AIM OF THE TASK:
Whenever a line below mentions the word "content", that line should be copied.

SOURCE DATA:

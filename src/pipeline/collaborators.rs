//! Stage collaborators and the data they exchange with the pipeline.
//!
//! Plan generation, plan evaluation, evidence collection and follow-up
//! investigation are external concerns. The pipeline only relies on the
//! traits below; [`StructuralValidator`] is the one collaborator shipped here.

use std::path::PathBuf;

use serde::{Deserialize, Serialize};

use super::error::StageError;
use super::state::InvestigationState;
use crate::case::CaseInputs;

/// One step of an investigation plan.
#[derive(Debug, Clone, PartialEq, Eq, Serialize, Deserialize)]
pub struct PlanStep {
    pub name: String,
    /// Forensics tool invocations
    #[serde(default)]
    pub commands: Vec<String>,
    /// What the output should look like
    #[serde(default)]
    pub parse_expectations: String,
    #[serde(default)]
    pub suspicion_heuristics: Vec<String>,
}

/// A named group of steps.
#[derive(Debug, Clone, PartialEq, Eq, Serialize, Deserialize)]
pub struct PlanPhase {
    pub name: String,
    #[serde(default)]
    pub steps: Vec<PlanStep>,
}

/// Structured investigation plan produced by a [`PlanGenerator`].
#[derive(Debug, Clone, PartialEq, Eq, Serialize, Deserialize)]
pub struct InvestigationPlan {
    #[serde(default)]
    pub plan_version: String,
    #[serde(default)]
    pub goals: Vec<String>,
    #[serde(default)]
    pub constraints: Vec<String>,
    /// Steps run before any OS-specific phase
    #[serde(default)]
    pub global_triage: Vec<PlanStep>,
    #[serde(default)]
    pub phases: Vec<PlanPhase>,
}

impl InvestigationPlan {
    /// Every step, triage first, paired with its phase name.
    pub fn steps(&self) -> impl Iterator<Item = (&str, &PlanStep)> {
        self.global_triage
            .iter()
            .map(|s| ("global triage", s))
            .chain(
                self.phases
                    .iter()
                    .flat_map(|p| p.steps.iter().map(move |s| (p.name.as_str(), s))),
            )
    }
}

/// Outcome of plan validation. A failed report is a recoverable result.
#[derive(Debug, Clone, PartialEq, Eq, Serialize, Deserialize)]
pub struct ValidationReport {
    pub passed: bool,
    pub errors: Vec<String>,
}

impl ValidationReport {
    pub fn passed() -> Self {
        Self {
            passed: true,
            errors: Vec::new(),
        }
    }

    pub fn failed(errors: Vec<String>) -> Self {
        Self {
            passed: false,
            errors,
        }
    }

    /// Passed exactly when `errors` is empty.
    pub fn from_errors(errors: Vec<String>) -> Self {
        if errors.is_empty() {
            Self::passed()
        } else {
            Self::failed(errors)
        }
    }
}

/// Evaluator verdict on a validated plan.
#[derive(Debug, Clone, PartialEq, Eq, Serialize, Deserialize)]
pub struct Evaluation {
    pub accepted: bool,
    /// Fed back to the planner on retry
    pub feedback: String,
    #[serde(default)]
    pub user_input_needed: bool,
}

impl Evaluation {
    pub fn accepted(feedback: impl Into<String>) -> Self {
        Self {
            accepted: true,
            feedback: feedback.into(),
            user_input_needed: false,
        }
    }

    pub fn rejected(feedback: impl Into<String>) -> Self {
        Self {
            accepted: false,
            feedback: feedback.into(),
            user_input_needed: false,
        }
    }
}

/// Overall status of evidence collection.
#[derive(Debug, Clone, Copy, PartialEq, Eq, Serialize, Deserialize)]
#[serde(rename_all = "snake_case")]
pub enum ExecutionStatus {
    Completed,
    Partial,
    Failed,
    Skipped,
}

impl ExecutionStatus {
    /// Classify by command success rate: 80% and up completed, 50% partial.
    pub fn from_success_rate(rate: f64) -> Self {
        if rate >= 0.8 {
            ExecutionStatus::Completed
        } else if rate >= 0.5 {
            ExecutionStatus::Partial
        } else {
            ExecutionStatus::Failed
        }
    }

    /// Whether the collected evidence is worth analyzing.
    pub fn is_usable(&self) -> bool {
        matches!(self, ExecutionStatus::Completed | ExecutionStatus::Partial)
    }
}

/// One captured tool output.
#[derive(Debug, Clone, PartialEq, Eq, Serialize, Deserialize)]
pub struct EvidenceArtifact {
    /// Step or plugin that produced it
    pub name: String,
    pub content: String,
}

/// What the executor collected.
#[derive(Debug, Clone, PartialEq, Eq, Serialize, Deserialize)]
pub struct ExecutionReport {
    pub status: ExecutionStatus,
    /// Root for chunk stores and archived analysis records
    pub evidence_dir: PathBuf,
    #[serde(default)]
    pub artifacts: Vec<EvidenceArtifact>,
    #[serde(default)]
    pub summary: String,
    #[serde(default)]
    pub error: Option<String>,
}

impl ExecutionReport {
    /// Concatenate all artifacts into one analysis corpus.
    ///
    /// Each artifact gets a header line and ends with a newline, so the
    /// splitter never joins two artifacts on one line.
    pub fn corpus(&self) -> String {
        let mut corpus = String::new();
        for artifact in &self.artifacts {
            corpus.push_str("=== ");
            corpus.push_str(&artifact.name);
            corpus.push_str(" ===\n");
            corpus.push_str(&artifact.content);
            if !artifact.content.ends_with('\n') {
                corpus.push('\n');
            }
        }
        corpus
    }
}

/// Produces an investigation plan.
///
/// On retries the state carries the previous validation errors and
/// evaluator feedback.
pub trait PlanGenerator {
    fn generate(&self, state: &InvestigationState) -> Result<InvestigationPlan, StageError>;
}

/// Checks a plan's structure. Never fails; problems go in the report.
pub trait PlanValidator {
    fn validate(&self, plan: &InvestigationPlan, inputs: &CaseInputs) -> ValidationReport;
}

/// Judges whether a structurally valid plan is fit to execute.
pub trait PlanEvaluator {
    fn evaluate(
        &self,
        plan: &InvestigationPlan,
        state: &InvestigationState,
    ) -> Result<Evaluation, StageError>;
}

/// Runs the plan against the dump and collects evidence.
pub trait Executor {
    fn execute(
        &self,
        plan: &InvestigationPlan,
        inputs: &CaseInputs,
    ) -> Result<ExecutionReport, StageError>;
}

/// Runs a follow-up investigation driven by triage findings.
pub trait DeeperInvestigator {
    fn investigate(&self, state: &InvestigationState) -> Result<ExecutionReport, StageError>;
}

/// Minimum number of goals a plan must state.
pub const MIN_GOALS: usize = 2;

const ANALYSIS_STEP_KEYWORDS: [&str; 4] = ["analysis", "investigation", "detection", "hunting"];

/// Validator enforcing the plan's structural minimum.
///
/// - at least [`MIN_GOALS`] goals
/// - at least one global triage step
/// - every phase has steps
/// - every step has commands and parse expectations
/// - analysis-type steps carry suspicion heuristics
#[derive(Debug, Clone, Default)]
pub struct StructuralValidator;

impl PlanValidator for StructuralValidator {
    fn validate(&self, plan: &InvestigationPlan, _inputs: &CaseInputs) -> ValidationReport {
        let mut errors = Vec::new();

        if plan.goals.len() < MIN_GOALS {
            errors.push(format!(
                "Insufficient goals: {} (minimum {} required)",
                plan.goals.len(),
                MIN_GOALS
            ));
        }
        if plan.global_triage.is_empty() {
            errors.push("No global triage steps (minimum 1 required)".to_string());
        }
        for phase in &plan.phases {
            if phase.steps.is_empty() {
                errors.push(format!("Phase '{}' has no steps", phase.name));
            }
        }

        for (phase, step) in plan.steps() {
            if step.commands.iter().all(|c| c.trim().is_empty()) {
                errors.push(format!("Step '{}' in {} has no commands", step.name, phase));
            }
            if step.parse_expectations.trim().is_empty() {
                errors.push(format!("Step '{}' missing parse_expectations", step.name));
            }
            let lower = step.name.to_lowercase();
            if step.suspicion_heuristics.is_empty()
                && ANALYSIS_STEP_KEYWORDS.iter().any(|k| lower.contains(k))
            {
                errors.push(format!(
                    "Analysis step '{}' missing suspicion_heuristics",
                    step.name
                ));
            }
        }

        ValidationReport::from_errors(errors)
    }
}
* * *
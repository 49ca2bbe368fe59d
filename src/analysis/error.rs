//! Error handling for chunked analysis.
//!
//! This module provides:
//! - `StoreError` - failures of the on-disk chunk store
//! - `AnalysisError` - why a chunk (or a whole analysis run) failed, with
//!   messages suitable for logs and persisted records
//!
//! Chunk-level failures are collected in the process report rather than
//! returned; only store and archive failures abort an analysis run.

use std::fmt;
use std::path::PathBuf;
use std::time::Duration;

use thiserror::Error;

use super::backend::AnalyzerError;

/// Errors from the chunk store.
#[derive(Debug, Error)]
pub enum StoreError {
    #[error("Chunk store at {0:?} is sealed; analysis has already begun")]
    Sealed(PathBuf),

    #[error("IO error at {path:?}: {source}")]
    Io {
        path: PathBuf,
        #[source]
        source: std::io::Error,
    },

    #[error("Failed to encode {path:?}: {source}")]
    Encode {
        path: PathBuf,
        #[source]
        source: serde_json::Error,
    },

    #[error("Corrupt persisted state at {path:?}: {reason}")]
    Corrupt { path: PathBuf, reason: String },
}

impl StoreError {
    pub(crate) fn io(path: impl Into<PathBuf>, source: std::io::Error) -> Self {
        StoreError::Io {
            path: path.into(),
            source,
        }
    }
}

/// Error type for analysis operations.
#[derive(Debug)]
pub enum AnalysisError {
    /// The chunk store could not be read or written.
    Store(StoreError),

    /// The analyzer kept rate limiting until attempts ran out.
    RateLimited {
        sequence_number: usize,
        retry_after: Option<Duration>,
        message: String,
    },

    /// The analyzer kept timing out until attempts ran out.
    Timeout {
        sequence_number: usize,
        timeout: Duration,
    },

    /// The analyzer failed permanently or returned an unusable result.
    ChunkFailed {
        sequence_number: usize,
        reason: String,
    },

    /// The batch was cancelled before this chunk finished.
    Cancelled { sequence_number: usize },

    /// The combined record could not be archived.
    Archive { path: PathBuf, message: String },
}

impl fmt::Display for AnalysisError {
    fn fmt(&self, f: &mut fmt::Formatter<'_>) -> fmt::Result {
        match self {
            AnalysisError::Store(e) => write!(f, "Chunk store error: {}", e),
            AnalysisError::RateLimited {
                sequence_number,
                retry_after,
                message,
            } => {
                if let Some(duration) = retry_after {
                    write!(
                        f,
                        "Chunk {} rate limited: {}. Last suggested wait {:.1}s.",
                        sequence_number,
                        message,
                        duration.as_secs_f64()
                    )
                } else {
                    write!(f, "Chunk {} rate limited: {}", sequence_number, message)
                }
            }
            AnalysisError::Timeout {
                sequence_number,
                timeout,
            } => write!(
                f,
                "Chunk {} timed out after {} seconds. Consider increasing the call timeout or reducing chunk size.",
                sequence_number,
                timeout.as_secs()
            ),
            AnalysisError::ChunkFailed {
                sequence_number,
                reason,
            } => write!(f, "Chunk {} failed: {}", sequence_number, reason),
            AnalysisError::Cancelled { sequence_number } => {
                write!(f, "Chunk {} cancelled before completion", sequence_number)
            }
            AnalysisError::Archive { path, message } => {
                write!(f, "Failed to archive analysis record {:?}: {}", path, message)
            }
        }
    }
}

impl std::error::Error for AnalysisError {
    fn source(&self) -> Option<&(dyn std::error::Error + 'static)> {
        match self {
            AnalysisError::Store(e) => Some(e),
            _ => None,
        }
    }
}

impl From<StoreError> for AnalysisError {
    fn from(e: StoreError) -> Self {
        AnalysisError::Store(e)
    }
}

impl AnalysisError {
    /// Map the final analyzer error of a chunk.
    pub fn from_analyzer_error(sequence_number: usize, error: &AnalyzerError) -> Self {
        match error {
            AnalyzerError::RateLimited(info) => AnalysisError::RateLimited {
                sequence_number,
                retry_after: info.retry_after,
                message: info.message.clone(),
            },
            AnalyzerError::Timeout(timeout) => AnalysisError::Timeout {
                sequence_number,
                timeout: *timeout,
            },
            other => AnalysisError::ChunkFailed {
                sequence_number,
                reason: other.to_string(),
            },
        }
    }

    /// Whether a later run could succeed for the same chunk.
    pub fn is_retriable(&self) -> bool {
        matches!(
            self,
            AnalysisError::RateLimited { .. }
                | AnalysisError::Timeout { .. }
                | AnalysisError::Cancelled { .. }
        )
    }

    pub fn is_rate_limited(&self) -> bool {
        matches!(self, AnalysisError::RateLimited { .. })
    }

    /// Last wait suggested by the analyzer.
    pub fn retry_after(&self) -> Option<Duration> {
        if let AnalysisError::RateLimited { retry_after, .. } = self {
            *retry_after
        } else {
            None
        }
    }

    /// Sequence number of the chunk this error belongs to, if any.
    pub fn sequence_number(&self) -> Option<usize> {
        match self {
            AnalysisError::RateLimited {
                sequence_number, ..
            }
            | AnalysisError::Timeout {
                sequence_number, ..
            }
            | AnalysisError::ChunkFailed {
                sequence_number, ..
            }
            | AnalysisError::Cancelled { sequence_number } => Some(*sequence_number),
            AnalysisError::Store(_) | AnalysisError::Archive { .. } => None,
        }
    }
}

OUTPUT OF THE EXERCISE:
    pub content: String,
            corpus.push_str(&artifact.content);
            if !artifact.content.ends_with('\n') {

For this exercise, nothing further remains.